Life cycles are changing
Traditional ops environments
Virtualisation for cost efficiencies
None of the problems we had at (1) are still there at (3), we’ve just given that problem to Amazon.
Continuous delivery infrastructure
Deploy infrastructure often, automation, etc. Help to detect and prevent configuration drift between environments, etc.
Options for infrastructure agility
CloudFormation with baked AMIs
Automation tools like Puppet or Chef to automate configuration and deployment.
Separation of concerns
Code deployments are not infrastructure deployments. Leave application and dependencies to infrastructure deployment.
Technological challenges: Windows, anything from MS, learning curves
Cultural change: change, resistance, etc.
Communities can be a guide; Puppet Forge is a guide but they must be reviewed.
Infrastructure is code.
This is not true; infrastructure is infrastructure.
Embrace new methods.
Incredible opportunity to deliver what business, operations, and developers need more quickly, reliably, cost effectively, etc.
Simple Ruby on Rails application using AWS CloudFormation to spin up EC2 instances, RDS database, ELB, etc. Use an existing Puppet master.

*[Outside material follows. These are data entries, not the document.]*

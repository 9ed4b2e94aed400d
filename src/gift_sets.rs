//! Gift Sets

use std::fmt;

use chrono::{DateTime, Utc};
use serde::{Deserialize, Serialize};
use thiserror::Error;

use crate::tiers::{Tier, TierError, TierId, TierSettings};

/// Errors raised while editing the tiers of a gift set.
#[derive(Debug, Error, PartialEq, Eq)]
pub enum GiftSetError {
    /// No tier with this id exists in the gift set.
    #[error("tier {0} not found")]
    TierNotFound(TierId),

    /// The supplied tier settings were rejected.
    #[error(transparent)]
    Tier(#[from] TierError),
}

/// Gift set identifier
#[derive(Debug, Clone, PartialEq, Eq, Hash, Serialize, Deserialize)]
#[serde(transparent)]
pub struct GiftSetId(String);

impl GiftSetId {
    /// Wrap an existing identifier.
    pub fn new(id: impl Into<String>) -> Self {
        Self(id.into())
    }

    /// The identifier as a string slice.
    pub fn as_str(&self) -> &str {
        &self.0
    }
}

impl fmt::Display for GiftSetId {
    fn fmt(&self, f: &mut fmt::Formatter<'_>) -> fmt::Result {
        f.write_str(&self.0)
    }
}

/// A named proposal made of one or more tiers.
#[derive(Debug, Clone, PartialEq, Eq, Serialize, Deserialize)]
#[serde(rename_all = "camelCase")]
pub struct GiftSet {
    /// Gift set identifier
    pub id: GiftSetId,

    /// Proposal name, shown in the report
    pub name: String,

    /// Creation time
    pub created_at: DateTime<Utc>,

    /// Tiers in display order
    pub tiers: Vec<Tier>,
}

impl GiftSet {
    /// Create a gift set with no tiers.
    pub fn new(id: GiftSetId, name: impl Into<String>, created_at: DateTime<Utc>) -> Self {
        Self {
            id,
            name: name.into(),
            created_at,
            tiers: Vec::new(),
        }
    }

    /// Append a new, empty tier.
    ///
    /// # Errors
    ///
    /// Returns [`GiftSetError::Tier`] if the settings fail validation.
    pub fn add_tier(&mut self, id: TierId, settings: TierSettings) -> Result<&Tier, GiftSetError> {
        settings.validate()?;

        self.tiers.push(Tier::new(id, settings));

        let Some(tier) = self.tiers.last() else {
            unreachable!("a tier was just pushed")
        };

        Ok(tier)
    }

    /// Replace the settings of an existing tier, keeping its selection.
    ///
    /// # Errors
    ///
    /// - [`GiftSetError::Tier`]: the settings fail validation.
    /// - [`GiftSetError::TierNotFound`]: no tier has this id.
    pub fn update_tier(&mut self, id: &TierId, settings: TierSettings) -> Result<(), GiftSetError> {
        settings.validate()?;

        self.tier_mut(id)?.apply_settings(settings);

        Ok(())
    }

    /// Remove a tier.
    ///
    /// # Errors
    ///
    /// Returns [`GiftSetError::TierNotFound`] if no tier has this id.
    pub fn remove_tier(&mut self, id: &TierId) -> Result<Tier, GiftSetError> {
        let idx = self
            .tiers
            .iter()
            .position(|tier| &tier.id == id)
            .ok_or_else(|| GiftSetError::TierNotFound(id.clone()))?;

        Ok(self.tiers.remove(idx))
    }

    /// Look up a tier.
    pub fn tier(&self, id: &TierId) -> Option<&Tier> {
        self.tiers.iter().find(|tier| &tier.id == id)
    }

    /// Look up a tier for editing.
    ///
    /// # Errors
    ///
    /// Returns [`GiftSetError::TierNotFound`] if no tier has this id.
    pub fn tier_mut(&mut self, id: &TierId) -> Result<&mut Tier, GiftSetError> {
        self.tiers
            .iter_mut()
            .find(|tier| &tier.id == id)
            .ok_or_else(|| GiftSetError::TierNotFound(id.clone()))
    }
}
//! Delimited records

use super::ImportError;

/// Minimum number of non-empty lines: a header and at least one data row.
pub const MIN_LINES: usize = 2;

/// Split decoded text into rows of trimmed fields.
///
/// Blank lines are skipped. A double quote toggles quoting and is dropped; commas inside
/// quotes are kept as content. There is no escaped-quote handling, so `""` simply toggles
/// twice.
///
/// # Errors
///
/// Returns [`ImportError::Format`] if fewer than two non-empty lines remain.
pub fn parse_records(text: &str) -> Result<Vec<Vec<String>>, ImportError> {
    let rows: Vec<Vec<String>> = text
        .lines()
        .filter(|line| !line.trim().is_empty())
        .map(parse_line)
        .collect();

    if rows.len() < MIN_LINES {
        return Err(ImportError::Format { lines: rows.len() });
    }

    Ok(rows)
}

/// Split one line into trimmed fields.
pub fn parse_line(line: &str) -> Vec<String> {
    let mut fields = Vec::new();
    let mut current = String::new();
    let mut in_quotes = false;

    for c in line.chars() {
        match c {
            '"' => in_quotes = !in_quotes,
            ',' if !in_quotes => {
                fields.push(current.trim().to_string());
                current.clear();
            }
            _ => current.push(c),
        }
    }

    fields.push(current.trim().to_string());

    fields
}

Most organisations use a naming convention which allow Puppet to determine which classes should be applied to each server, with the right environment.
Using ELB, most organisations will include a specific “health check” page in their application. Makes it very easy to have ELB.
Continuous infrastructure delivery is – when done right – really, really boring.
Elasticity lets you scale according to demand. “Deal of the day” sites 2-15-2 machines. Development infrastructure shutdown overnight and weekends.
Immutable, disposable infrastructure. Cows vs dogs.